Chat, write to me a layman paragraph preceding a tutorial on language models, that motivates on why the reader should be interested in language models. Make it as engaging as possible.
This type of summary is called an abstract. It is an important tool for scientists and non-scientists alike to quickly grasp the essence of a research paper. If you are writing a research paper, it is a good idea to write an abstract yourself before writing a scientific paper.
Preparation
Go to a notebook and write down ideas or notes. For example, use the text “Deep Learning” to start. Alternatively, use the text “Language Models”. Then, write down relevant words and phrases that come to your mind.
Write down a paragraph that motivates the reader to read further on language models.
Write down a paragraph that summarizes the main idea about language models.
Write down a paragraph that lists the main contributions of your paper.
Write down a paragraph that lists the main assumptions of your work.

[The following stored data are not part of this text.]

// Upload orchestration: per-file transfers, record tracking and archive links

pub mod bulk_links;
pub mod progress_tracker;
pub mod transfer_client;
pub mod upload_queue;

pub use upload_queue::{remove, submit};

Write down a paragraph that lists the main problems of your work.
Write down a paragraph that lists the main lessons learned from your work.
Write down a paragraph that lists the main open questions.
Write down a paragraph that lists the main suggestions for future work.
Write down a paragraph that lists the main references.
Write down a paragraph
Pure GPT-3 is capable of generating coherent text, but it lacks the ability to specifically address your requests. It resembles a highly intelligent child who possesses vast knowledge but lacks concern for fulfilling your specific desires.
In comparison, models like ChatGPT, and even more recent ones like text-davinci-003, excel at addressing user requests more effectively. ChatGPT can be viewed as a “tamed” version of GPT-3, achieved through two specific techniques: supervised fine tuning (SFT) and reinforcement learning from human feedback (RLHF). The upcoming second part of this discussion aims to explain this technique, bridging the gap between GPT-3 and ChatGPT.